** Instructions for the task **
Among the records that follow, count the lines with the string "PollerConfig"; report only that count.

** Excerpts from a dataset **

═══

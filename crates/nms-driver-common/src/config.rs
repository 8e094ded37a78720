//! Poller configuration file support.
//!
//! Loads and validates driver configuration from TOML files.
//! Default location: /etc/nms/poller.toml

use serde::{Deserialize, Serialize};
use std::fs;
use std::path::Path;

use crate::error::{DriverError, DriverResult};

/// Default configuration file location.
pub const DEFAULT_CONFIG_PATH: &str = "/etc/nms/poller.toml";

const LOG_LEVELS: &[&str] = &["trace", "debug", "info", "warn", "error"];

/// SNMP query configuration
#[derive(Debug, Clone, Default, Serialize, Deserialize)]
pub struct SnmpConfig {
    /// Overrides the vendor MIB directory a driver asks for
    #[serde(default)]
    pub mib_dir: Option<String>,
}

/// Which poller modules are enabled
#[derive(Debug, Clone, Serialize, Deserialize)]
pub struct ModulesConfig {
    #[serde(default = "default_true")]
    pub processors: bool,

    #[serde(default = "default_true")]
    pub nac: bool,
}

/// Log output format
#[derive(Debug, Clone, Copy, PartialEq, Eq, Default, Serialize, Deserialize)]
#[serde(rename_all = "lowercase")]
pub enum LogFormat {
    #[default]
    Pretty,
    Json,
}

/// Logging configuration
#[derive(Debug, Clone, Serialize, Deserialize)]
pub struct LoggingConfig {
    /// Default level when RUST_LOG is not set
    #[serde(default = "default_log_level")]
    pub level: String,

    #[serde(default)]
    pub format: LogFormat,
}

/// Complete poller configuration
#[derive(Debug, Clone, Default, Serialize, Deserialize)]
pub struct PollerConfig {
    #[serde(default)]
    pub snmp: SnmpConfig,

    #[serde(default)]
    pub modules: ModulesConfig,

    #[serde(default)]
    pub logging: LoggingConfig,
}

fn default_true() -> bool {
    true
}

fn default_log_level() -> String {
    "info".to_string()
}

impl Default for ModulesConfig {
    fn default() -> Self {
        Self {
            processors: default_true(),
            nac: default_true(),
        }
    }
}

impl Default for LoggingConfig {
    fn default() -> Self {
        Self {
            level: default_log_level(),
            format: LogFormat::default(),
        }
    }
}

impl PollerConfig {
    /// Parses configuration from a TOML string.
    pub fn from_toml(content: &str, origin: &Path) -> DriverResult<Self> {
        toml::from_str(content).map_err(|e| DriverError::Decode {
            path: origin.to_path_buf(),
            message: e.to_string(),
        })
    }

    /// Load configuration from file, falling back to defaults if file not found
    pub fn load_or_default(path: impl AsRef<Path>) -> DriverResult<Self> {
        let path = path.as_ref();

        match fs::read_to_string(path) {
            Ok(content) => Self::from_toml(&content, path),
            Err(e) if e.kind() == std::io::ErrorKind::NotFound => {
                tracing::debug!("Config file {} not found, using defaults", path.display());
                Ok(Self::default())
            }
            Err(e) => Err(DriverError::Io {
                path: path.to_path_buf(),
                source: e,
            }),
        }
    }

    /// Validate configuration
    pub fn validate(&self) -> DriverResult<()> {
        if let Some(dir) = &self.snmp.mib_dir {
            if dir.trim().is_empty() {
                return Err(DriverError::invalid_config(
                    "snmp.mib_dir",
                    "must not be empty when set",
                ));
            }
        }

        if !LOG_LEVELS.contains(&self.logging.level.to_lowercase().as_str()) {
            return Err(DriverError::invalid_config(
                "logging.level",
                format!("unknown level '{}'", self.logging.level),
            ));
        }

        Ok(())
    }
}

═══

** The completed task **
2